后来,等待零件的几天,没有办公位置,无事情可做的尴尬中,我越加体会到了受冷落的滋味。在和魏慧私下谈过几次我的想法后,从她的感觉看,也慢慢支持我离开,这里不再是前面做事我们为先的状况了,更多的是勾心斗角的是是非非。我也把自己的这种感受,和内地爱人电话里谈了好几次。后来,我归纳到,大家都认为我在这里逐渐失去根基和靠山,日子会不好过的。如果失去了我来时想做的这个项目,再环顾这个公司,那里还有我的专业发挥地方。目前公司的手机电池装配、做模架和搓丝业务,哪一个都不是我的专业,且哪里有我的位置。我郁闷了几日后,终于把要离开的念头告诉了魏慧和“盖子头”。
后面意想不到的事情,把我推向离开公司的尖端。
那是四天过后,托运公司把运输到西安加工的粉碎机样品拉到了一升电子公司。那是下午三点多,随着四个箱子的拆开,首先,看到的景象把我个吓了一跳。在内地一套加工完整的原本明亮零件,此刻锈迹斑斑,另外二件半成品,也是加工的地方锈蚀不少,我这才意识到疏忽。原来,在加工完后,缺少对加工面的油封和包装处理,也就是说加工区域,没有采用防锈处理。在从西安托运后,沿途几日的雨天和南方潮湿的气候,更加重了这种锈迹情况的发生。好端端的零件,此刻,已经是狼狈不堪。好在老板当时还没在,我赶紧找到魏厂长,在他那里借了一些微细的砂纸,整个一下午和第二天一个中午,都在工厂的工棚中,亲自做打磨和去锈蚀处理,打磨一阵,涂一层防锈油,好不容易把加工的本色给露了出来,这才长长舒了口气。在第二天下午四点多老板过来,我拿着图纸和加工工艺卡,和他一一对应了加工位置,对加工他还算满意,但似乎又不象之前那么急切。

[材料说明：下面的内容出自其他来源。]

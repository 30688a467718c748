//! Analytic joint influence volumes

use glam::{Mat4, Vec3};

#[cfg(feature = "serde")]
use serde::Serialize;

/// Capsule-shaped region describing where a joint deforms the surface
///
/// The capsule runs from `start_point` to `start_point + start_to_end`;
/// influence decays with distance at `falloff_rate`.
#[derive(Debug, Clone, Copy, PartialEq)]
#[cfg_attr(feature = "serde", derive(Serialize))]
pub struct WeightVolume {
    pub start_point: Vec3,
    start_to_end: Vec3,
    #[cfg_attr(feature = "serde", serde(skip))]
    length_squared: f32,
    pub falloff_rate: f32,
}

impl WeightVolume {
    pub const DEFAULT_START_TO_END: Vec3 = Vec3::Y;
    pub const DEFAULT_FALLOFF_RATE: f32 = 10.0;

    pub fn new(start_point: Vec3, start_to_end: Vec3, falloff_rate: f32) -> Self {
        Self {
            start_point,
            start_to_end,
            length_squared: start_to_end.length_squared(),
            falloff_rate,
        }
    }

    pub fn start_to_end(&self) -> Vec3 {
        self.start_to_end
    }

    pub fn set_start_to_end(&mut self, start_to_end: Vec3) {
        self.start_to_end = start_to_end;
        self.length_squared = start_to_end.length_squared();
    }

    /// Squared capsule length, cached from `start_to_end`
    pub fn length_squared(&self) -> f32 {
        self.length_squared
    }

    /// Far end of the capsule axis
    pub fn end_point(&self) -> Vec3 {
        self.start_point + self.start_to_end
    }

    /// Move the volume into the space described by `world`
    ///
    /// The start point is transformed as a position, the axis as a direction.
    pub fn transformed(&self, world: &Mat4) -> Self {
        Self::new(
            world.transform_point3(self.start_point),
            world.transform_vector3(self.start_to_end),
            self.falloff_rate,
        )
    }
}

impl Default for WeightVolume {
    fn default() -> Self {
        Self::new(
            Vec3::ZERO,
            Self::DEFAULT_START_TO_END,
            Self::DEFAULT_FALLOFF_RATE,
        )
    }
}
//! Skeleton hierarchy
//!
//! Authoring happens on a [`BuildingSkeleton`], an arena-backed tree that
//! supports inserting and removing joints anywhere. Once authoring is done,
//! [`BuildingSkeleton::build_skeleton_and_bind_pose`] flattens it into a
//! fixed-shape [`Skeleton`] and captures the [`BindPose`] in one pass.
//!
//! ```rust
//! use sdf_anim::skeleton::BuildingSkeleton;
//!
//! let mut building = BuildingSkeleton::new();
//! let root = building.root();
//! let arm = building.add_child(root)?;
//! building.add_child(arm)?;
//!
//! let (skeleton, bind_pose) = building.build_skeleton_and_bind_pose();
//! assert_eq!(skeleton.joint_count(), 3);
//! assert_eq!(bind_pose.joint_count(), 3);
//! # Ok::<(), sdf_anim::AnimError>(())
//! ```

mod bind_pose;
mod building;
mod flat;

pub use bind_pose::BindPose;
pub use building::{BuildingJoint, BuildingJointNode, BuildingSkeleton, JointKey};
pub use flat::{Joint, Skeleton};
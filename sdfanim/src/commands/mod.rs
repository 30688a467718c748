//! Command implementations

pub mod demo;
pub mod info;
pub mod play;
pub mod tree;

use anyhow::{Context, Result, bail};
use sdf_anim::{AnimationObject, try_load_animation_objects};
use std::path::Path;

/// Load every object in `path`, failing on anything unreadable
pub fn load_objects(path: &Path) -> Result<Vec<AnimationObject>> {
    try_load_animation_objects(path)
        .with_context(|| format!("Failed to load animation objects from {}", path.display()))
}

/// Load a single object by index
pub fn load_object(path: &Path, index: usize) -> Result<AnimationObject> {
    let mut objects = load_objects(path)?;
    let count = objects.len();
    if index >= count {
        bail!(
            "Object index {index} out of range ({} contains {count} objects)",
            path.display()
        );
    }
    Ok(objects.swap_remove(index))
}
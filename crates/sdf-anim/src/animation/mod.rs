//! Keyframed animation over a finalized skeleton
//!
//! A [`BuildingAnimation`] holds one full skeleton copy per keyframe while
//! poses are edited. [`BuildingAnimation::build_animation`] bakes it into an
//! [`Animation`] of flat world-space transform buffers, which an
//! [`AnimationPlayer`] samples into an [`AnimationPose`] every frame.

mod building;
mod keyframe;
mod player;
mod pose;

pub use building::{BuildingAnimation, BuildingKeyframe, JointNode};
pub use keyframe::{Animation, Keyframe};
pub use player::AnimationPlayer;
pub use pose::AnimationPose;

我回到他办公室,把所有的这趟加工的过程,和未来可能的设想都汇报给了他。他心不在焉的听着,此刻我才感到了一些清冷,看情形,老板至少可能要延缓此计划了。果然,随后的几天,在我去工棚依然梳理和整理加工图纸的当间,魏慧过来又告诉我,前两天老板在她跟前流露出要放弃此计划的设想,因为我不知道的一些内情,在这点上,二股东老板铁定了不同意上马此项目,这也印证了一些先前老板的异常反应。魏并告诉我,过些天,她就要搬到广州办事处去上班了,她让我想好以后自己的事情,如果我在老板决定不加工这项目打算要辞职,他现在还可以在老板跟前料理完我的事情,毕竟,她目前还有部分的权利,走前能尽量处理好我,还有,就是那些人至少现在,还不可明目张胆的和她最对着干。

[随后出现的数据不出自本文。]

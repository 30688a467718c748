//! Frame-driven playback clock

use log::trace;

use super::keyframe::Animation;
use super::pose::AnimationPose;
use crate::error::{AnimError, Result};
use crate::skeleton::BindPose;

/// Playback clock over an [`Animation`]
///
/// `current_time` runs in seconds from 0 to `duration`; keyframe timestamps
/// are compared against `current_time / duration`.
#[derive(Debug, Clone, PartialEq)]
pub struct AnimationPlayer {
    current_keyframe_index: usize,
    current_time: f32,
    duration: f32,
    looping: bool,
    started: bool,
}

impl AnimationPlayer {
    /// Player that has not been started yet
    pub fn new() -> Self {
        Self {
            current_keyframe_index: 0,
            current_time: 0.0,
            duration: 0.0,
            looping: false,
            started: false,
        }
    }

    /// Reset the clock and set the playback parameters
    pub fn start(&mut self, duration: f32, looping: bool) -> Result<()> {
        if !(duration.is_finite() && duration > 0.0) {
            return Err(AnimError::InvalidDuration(duration));
        }
        self.current_keyframe_index = 0;
        self.current_time = 0.0;
        self.duration = duration;
        self.looping = looping;
        self.started = true;
        Ok(())
    }

    /// Rewind to the first keyframe, keeping duration and loop flag
    pub fn restart(&mut self) {
        self.current_keyframe_index = 0;
        self.current_time = 0.0;
    }

    /// Player state as stored in an object file, rewound to the start
    pub(crate) fn restore(duration: f32, looping: bool) -> Self {
        Self {
            duration,
            looping,
            started: duration.is_finite() && duration > 0.0,
            ..Self::new()
        }
    }

    pub fn is_started(&self) -> bool {
        self.started
    }

    pub fn is_done(&self) -> bool {
        !self.looping && self.current_time >= self.duration
    }

    pub fn current_keyframe_index(&self) -> usize {
        self.current_keyframe_index
    }

    pub fn current_time(&self) -> f32 {
        self.current_time
    }

    /// `current_time / duration`
    pub fn normalized_time(&self) -> f32 {
        if self.duration > 0.0 {
            self.current_time / self.duration
        } else {
            0.0
        }
    }

    pub fn duration(&self) -> f32 {
        self.duration
    }

    pub fn is_looping(&self) -> bool {
        self.looping
    }

    /// Write the pose for the current time, then advance the clock by `dt`
    pub fn update(
        &mut self,
        dt: f32,
        bind_pose: &BindPose,
        animation: &Animation,
        pose: &mut AnimationPose,
    ) -> Result<()> {
        if !self.started {
            return Err(AnimError::PlayerNotStarted);
        }
        if !(dt >= 0.0 && (self.current_time + dt).is_finite()) {
            return Err(AnimError::InvalidTimeStep(dt));
        }
        let count = animation.keyframe_count();
        if count < 2 {
            return Err(AnimError::NotEnoughKeyframes(count));
        }

        animation.write_interval(
            pose,
            self.current_keyframe_index,
            self.normalized_time(),
            bind_pose,
        )?;

        self.current_time += dt;
        self.advance(animation)
    }

    /// Wrap or clamp the clock, then locate the interval containing it
    fn advance(&mut self, animation: &Animation) -> Result<()> {
        let right = animation.keyframe(self.current_keyframe_index + 1)?;
        if self.normalized_time() <= right.timestamp {
            return Ok(());
        }

        let end = animation.keyframe(animation.keyframe_count() - 1)?.timestamp;
        if self.normalized_time() > end {
            if self.looping {
                self.current_time = self.current_time.rem_euclid(self.duration);
                trace!("Looped back to {:.3}s", self.current_time);
            } else {
                self.current_time = self.duration;
                trace!("Reached the end of the animation");
            }
        }

        let index = animation.find_interval(self.normalized_time())?;
        if index != self.current_keyframe_index {
            trace!("Moved to keyframe interval {index}");
            self.current_keyframe_index = index;
        }
        Ok(())
    }
}

impl Default for AnimationPlayer {
    fn default() -> Self {
        Self::new()
    }
}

当天晚上,我就去了魏慧和“盖子头”的家,话题,就立刻转到了我的去留和辞职事情上来。当天晚上,八点左右的时间,我拨通了我大阪地宁大电业厂,即老公司罗主管的电话,询问他那里还能需要我回去上班不。最初,罗主管吃了一惊,之后,等我这边老板不想继续做下去项目的想法告诉他后,他很爽快说,欢迎我回去,并说了待遇和之前时候不变之类,因为是老员工,所以也会没有试用期的说法。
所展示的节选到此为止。